» **PROBLEM DESCRIPTION**
For the data below, report how many lines contain the string "natural" and write nothing more.

[Stored data]
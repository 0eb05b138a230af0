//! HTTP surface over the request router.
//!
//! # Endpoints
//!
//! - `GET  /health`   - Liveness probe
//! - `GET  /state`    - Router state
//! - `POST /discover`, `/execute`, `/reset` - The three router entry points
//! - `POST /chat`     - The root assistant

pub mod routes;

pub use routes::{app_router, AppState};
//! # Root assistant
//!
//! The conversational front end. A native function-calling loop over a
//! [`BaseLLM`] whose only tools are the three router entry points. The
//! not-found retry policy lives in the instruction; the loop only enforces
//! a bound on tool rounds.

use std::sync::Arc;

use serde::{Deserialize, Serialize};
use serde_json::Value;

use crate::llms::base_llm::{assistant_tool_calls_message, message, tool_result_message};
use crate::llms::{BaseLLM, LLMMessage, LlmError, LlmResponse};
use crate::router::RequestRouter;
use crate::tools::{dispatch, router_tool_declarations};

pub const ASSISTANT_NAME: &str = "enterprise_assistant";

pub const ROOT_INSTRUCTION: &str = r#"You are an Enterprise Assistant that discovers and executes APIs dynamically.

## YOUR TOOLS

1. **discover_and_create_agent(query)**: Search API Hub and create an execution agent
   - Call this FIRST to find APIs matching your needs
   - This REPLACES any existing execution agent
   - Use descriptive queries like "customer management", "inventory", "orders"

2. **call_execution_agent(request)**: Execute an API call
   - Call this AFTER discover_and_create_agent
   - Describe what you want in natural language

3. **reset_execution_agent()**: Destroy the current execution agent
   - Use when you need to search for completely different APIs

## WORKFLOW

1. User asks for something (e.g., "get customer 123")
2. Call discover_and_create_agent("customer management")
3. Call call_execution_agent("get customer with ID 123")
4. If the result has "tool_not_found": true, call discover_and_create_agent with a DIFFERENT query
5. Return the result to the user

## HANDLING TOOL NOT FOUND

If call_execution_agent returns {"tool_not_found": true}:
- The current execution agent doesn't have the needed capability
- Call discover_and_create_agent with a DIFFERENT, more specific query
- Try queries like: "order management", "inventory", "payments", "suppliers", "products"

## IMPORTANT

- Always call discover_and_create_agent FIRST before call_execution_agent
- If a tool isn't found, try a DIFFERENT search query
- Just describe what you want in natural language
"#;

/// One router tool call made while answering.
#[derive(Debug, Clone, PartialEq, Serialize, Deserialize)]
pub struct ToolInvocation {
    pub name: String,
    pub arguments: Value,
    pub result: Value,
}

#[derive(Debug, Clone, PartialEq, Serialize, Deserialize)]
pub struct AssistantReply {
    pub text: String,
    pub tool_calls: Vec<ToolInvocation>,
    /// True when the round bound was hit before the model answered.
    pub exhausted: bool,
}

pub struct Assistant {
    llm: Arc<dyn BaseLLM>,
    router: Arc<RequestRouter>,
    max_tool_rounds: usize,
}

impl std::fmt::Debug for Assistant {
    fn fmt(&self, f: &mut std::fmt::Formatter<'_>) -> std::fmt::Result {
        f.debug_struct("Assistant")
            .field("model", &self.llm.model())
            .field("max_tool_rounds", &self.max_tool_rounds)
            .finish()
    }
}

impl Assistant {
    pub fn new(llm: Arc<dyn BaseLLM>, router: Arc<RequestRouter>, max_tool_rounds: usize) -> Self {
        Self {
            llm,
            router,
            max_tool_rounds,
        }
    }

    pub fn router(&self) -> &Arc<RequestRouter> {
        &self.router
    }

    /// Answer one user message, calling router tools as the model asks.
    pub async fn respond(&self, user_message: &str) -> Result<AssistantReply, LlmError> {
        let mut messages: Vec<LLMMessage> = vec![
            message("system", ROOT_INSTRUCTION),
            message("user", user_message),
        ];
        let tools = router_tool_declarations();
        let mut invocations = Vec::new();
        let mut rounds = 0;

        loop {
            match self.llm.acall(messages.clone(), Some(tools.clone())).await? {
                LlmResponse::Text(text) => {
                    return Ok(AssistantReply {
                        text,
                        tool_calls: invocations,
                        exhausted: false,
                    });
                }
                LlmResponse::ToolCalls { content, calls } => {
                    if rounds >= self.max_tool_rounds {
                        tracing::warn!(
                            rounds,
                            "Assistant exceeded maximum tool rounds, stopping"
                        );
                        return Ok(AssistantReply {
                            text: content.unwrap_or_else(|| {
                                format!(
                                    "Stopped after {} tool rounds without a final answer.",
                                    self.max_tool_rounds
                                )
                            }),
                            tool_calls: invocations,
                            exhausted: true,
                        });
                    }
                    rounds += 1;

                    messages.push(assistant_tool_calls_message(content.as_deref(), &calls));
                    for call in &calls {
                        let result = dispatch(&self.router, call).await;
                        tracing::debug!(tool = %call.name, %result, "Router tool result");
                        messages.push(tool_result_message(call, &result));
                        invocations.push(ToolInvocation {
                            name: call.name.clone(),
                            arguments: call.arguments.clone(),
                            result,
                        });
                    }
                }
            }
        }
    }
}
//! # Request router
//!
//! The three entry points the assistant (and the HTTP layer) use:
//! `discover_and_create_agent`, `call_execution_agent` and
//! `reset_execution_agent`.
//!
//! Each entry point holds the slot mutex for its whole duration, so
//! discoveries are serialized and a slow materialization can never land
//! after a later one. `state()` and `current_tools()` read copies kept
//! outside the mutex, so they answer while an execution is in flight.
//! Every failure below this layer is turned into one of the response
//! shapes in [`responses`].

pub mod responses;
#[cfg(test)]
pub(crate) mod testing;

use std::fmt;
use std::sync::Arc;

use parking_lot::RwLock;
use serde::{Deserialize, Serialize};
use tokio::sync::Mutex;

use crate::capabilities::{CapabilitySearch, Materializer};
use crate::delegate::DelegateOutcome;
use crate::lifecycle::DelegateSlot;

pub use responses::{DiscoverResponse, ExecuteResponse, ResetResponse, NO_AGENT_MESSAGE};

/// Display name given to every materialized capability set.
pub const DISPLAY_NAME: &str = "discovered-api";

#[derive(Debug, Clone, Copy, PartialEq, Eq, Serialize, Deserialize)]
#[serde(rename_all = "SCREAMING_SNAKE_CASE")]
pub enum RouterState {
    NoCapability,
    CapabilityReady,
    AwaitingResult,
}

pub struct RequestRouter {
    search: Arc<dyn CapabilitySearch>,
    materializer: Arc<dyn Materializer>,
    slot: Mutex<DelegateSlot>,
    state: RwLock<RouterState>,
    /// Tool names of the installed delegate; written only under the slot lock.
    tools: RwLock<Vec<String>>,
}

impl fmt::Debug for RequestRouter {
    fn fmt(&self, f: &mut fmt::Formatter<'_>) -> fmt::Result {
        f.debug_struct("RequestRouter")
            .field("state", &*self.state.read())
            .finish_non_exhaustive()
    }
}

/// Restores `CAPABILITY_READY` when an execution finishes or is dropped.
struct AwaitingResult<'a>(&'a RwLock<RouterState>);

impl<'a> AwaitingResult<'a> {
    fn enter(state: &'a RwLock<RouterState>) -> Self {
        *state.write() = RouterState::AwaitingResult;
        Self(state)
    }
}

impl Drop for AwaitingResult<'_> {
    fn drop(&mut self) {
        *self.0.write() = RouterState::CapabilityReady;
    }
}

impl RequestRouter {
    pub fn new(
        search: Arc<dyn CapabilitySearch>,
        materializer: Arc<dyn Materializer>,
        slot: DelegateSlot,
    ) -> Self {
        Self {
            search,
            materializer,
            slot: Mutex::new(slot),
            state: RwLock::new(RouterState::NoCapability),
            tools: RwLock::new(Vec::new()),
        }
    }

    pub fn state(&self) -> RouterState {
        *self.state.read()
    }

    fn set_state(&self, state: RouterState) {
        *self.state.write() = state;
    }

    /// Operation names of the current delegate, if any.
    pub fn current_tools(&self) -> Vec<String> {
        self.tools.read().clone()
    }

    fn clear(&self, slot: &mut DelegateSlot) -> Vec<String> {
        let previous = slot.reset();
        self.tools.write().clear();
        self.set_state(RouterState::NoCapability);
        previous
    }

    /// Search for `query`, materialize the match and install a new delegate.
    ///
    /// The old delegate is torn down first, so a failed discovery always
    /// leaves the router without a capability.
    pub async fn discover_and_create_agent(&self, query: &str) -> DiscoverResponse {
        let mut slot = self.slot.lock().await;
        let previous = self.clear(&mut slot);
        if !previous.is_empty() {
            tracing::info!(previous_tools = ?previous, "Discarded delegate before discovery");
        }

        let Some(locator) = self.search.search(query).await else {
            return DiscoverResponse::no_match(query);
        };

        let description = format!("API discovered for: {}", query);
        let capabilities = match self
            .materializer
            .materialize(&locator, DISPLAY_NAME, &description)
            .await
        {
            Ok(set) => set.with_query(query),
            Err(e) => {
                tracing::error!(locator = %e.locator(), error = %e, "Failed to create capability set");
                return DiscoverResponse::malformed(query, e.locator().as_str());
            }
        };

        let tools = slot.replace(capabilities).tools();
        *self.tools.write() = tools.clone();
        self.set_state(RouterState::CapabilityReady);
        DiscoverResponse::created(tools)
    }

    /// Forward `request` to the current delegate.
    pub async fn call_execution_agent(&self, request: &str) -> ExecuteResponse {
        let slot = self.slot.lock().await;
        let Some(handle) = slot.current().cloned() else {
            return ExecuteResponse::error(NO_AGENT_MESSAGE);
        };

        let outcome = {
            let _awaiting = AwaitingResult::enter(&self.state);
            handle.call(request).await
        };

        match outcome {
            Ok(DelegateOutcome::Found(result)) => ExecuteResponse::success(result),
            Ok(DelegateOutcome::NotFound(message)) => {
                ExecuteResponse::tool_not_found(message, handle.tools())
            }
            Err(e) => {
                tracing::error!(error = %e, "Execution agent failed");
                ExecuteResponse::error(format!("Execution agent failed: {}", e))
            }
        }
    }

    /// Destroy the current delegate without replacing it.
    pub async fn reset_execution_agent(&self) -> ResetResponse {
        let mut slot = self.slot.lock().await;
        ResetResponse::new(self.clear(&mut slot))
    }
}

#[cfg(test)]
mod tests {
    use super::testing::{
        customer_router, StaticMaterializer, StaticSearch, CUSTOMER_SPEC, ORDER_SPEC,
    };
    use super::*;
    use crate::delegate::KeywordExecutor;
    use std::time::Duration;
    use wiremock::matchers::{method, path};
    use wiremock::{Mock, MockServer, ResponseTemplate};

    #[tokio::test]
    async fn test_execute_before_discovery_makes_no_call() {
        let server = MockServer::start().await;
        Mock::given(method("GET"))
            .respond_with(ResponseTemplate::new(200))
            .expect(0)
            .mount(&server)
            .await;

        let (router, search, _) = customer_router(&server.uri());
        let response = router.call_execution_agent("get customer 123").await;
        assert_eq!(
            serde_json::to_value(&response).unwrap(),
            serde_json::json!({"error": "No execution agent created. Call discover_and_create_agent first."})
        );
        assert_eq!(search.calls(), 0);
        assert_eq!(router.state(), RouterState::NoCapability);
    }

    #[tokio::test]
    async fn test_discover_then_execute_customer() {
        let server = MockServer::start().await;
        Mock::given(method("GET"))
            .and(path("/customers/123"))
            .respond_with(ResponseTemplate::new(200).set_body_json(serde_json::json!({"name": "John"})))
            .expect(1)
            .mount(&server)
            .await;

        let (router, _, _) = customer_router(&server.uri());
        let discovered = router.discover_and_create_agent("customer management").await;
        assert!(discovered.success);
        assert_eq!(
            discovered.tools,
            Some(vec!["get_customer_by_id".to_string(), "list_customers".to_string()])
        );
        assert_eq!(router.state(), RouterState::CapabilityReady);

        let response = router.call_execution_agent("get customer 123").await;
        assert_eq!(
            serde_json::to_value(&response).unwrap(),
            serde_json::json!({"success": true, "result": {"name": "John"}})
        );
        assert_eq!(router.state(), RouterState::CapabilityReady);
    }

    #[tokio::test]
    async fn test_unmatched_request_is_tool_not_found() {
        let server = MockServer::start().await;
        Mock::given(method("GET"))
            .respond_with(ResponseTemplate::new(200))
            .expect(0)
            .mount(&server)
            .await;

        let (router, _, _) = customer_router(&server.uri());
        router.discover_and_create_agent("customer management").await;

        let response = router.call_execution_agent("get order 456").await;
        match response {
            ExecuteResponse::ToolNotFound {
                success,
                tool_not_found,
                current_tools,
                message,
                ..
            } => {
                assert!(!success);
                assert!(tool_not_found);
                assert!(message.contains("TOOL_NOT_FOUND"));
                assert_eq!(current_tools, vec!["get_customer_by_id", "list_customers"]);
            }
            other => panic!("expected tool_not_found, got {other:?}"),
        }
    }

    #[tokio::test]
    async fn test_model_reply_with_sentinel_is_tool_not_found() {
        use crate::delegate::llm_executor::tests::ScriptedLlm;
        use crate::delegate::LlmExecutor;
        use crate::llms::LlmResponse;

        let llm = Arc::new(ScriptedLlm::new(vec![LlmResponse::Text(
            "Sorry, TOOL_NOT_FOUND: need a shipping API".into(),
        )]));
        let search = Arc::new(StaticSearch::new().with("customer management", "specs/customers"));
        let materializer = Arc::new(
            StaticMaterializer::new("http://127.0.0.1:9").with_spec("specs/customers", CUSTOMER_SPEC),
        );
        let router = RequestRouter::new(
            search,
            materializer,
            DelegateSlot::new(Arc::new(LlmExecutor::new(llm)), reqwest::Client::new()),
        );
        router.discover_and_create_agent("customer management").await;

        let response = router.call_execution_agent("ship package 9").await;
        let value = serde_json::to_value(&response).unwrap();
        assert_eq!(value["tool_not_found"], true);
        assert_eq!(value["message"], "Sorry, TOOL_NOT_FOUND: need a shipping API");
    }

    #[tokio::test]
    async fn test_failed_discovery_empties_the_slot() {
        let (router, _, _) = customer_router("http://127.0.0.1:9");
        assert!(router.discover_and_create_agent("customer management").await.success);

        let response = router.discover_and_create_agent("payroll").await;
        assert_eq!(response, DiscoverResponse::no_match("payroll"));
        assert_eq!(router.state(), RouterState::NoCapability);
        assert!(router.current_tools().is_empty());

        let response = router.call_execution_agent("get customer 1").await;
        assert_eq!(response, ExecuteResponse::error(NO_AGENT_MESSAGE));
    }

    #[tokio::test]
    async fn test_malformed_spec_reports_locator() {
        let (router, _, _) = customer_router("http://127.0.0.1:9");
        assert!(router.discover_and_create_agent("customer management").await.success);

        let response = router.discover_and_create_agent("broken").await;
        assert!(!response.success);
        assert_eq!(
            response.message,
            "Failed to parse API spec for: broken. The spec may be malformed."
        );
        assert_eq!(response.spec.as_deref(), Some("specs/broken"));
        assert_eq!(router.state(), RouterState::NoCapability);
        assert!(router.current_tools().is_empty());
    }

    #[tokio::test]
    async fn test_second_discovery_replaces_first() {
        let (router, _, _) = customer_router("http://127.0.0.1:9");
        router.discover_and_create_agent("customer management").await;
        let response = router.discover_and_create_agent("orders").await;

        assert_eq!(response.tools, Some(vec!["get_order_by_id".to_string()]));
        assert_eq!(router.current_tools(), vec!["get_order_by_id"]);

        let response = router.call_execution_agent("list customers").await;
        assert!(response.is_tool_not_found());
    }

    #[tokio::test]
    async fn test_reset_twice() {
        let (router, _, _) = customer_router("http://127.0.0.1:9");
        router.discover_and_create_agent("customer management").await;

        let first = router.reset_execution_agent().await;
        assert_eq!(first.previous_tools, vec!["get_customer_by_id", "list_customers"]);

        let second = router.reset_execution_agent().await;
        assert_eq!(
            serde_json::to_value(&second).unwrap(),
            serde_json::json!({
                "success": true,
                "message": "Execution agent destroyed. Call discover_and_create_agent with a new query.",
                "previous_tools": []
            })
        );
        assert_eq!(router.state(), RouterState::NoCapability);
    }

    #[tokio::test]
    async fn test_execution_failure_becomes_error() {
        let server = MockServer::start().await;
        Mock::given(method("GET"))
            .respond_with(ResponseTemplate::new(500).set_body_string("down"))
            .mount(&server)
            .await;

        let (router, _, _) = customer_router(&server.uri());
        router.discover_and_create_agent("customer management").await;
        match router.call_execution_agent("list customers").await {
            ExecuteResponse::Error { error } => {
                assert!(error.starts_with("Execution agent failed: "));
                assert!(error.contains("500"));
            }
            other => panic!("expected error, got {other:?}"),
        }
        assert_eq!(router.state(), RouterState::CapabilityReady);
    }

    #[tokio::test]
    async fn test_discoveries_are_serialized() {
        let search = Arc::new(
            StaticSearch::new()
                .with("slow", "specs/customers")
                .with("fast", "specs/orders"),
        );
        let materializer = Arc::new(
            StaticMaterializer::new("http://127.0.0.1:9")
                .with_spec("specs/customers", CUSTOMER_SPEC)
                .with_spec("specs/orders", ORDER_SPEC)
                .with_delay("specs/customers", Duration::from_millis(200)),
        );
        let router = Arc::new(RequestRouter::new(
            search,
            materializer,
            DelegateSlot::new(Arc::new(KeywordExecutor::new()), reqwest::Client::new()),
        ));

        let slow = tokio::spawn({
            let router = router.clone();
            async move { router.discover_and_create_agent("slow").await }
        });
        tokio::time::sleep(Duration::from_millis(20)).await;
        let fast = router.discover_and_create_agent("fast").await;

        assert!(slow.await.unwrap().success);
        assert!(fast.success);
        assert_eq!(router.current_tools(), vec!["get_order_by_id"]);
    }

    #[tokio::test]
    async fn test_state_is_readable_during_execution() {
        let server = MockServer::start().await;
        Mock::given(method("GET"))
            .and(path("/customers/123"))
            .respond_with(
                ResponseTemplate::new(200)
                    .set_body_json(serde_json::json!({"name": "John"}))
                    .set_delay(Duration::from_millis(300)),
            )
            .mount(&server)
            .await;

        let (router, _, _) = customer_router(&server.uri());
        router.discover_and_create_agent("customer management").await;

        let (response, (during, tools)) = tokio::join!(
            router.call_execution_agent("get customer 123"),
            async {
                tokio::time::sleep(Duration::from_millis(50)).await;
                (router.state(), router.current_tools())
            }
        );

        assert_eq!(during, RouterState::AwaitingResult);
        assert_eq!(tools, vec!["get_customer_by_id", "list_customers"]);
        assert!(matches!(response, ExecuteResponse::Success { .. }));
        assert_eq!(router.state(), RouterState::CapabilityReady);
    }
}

» **FINISHED EXERCISE**
2